● **TASK TO CARRY OUT**
Up to and including the line with "display name, the", restate the records below word for word, beginning with their first line.

═══ RECORDS PROVIDED ═══

//! The forward-model abstraction.
//!
//! A [`ForwardModel`] maps a parameter vector θ (in *model space*) to a
//! predicted timeseries ŷ of length T, optionally with an analytic
//! Jacobian. Models also describe their parameters: display name, the
//! transform tying model space to the internally-Gaussian fabber space, and
//! hard-coded initial prior/posterior distributions.
//!
//! Concrete models register themselves in a [`ModelRegistry`], a read-only
//! table built once at program start and consulted by name.

use nalgebra::{DMatrix, DVector};

use crate::dist::DistParams;
use crate::error::{FabberError, FabberResult};
use crate::options::{OptionSpec, RunOptions};
use crate::transform::ParamTransform;

/// Relative step used by the numerical Jacobian.
const JACOBIAN_REL_STEP: f64 = 1e-5;

/// Description of a single model parameter.
#[derive(Debug, Clone)]
pub struct ParamDef {
    /// Display name, used in output volume names
    pub name: String,
    /// Transform between fabber space and model space
    pub transform: ParamTransform,
    /// Hard-coded initial prior, in model space
    pub prior: DistParams,
    /// Hard-coded initial posterior, in model space
    pub posterior: DistParams,
}

impl ParamDef {
    /// A parameter with an identity transform and identical vague prior and
    /// posterior.
    pub fn vague(name: impl Into<String>, var: f64) -> FabberResult<Self> {
        let dist = DistParams::new(0.0, var)?;
        Ok(Self {
            name: name.into(),
            transform: ParamTransform::Identity,
            prior: dist,
            posterior: dist,
        })
    }
}

/// A parametric forward model evaluated per voxel.
pub trait ForwardModel: Send {
    /// One-line description, shown by `--help --model=<name>`.
    fn description(&self) -> String;

    /// The options this model accepts.
    fn options(&self) -> Vec<OptionSpec> {
        Vec::new()
    }

    /// Configure the model from run options, given the number of timepoints
    /// in the data.
    fn initialize(&mut self, options: &RunOptions, n_timepoints: usize) -> FabberResult<()>;

    /// Parameter descriptions. Only valid after `initialize`.
    fn param_defs(&self) -> Vec<ParamDef>;

    /// Number of model parameters.
    fn n_params(&self) -> usize {
        self.param_defs().len()
    }

    /// Evaluate the prediction ŷ(θ) for model-space parameters θ.
    fn evaluate(&self, params: &DVector<f64>) -> FabberResult<DVector<f64>>;

    /// The T×P Jacobian ∂ŷ/∂θ at θ, in model space.
    ///
    /// The default implementation uses central differences with a
    /// per-component relative step; models with analytic derivatives
    /// should override it.
    fn jacobian(&self, params: &DVector<f64>) -> FabberResult<DMatrix<f64>> {
        let p = params.len();
        let base = self.evaluate(params)?;
        let t = base.len();
        let mut jac = DMatrix::zeros(t, p);
        for j in 0..p {
            let h = JACOBIAN_REL_STEP * params[j].abs().max(1.0);
            let mut up = params.clone();
            up[j] += h;
            let mut down = params.clone();
            down[j] -= h;
            let f_up = self.evaluate(&up)?;
            let f_down = self.evaluate(&down)?;
            let scale = 1.0 / (2.0 * h);
            for i in 0..t {
                jac[(i, j)] = (f_up[i] - f_down[i]) * scale;
            }
        }
        Ok(jac)
    }
}

/// Factory function producing an unconfigured model instance.
pub type ModelFactory = fn() -> Box<dyn ForwardModel>;

/// Registry of forward models keyed by name.
///
/// Built once at startup and never mutated afterwards, so shared references
/// are safe across threads.
#[derive(Default)]
pub struct ModelRegistry {
    factories: std::collections::BTreeMap<String, ModelFactory>,
}

impl ModelRegistry {
    /// An empty registry.
    #[must_use]
    pub fn new() -> Self {
        Self::default()
    }

    /// Register a factory under a model name.
    pub fn register(&mut self, name: impl Into<String>, factory: ModelFactory) {
        self.factories.insert(name.into(), factory);
    }

    /// Instantiate a model by name.
    pub fn create(&self, name: &str) -> FabberResult<Box<dyn ForwardModel>> {
        self.factories
            .get(name)
            .map(|factory| factory())
            .ok_or_else(|| {
                FabberError::invalid_option(
                    "model",
                    name,
                    format!("unknown model; known models: {}", self.names().join(", ")),
                )
            })
    }

    /// Names of all registered models, sorted.
    #[must_use]
    pub fn names(&self) -> Vec<&str> {
        self.factories.keys().map(String::as_str).collect()
    }
}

═══

● **SOLUTION TO THIS TASK**
//! The forward-model abstraction.
//!
//! A [`ForwardModel`] maps a parameter vector θ (in *model space*) to a
//! predicted timeseries ŷ of length T, optionally with an analytic
//! Jacobian. Models also describe their parameters: display name, the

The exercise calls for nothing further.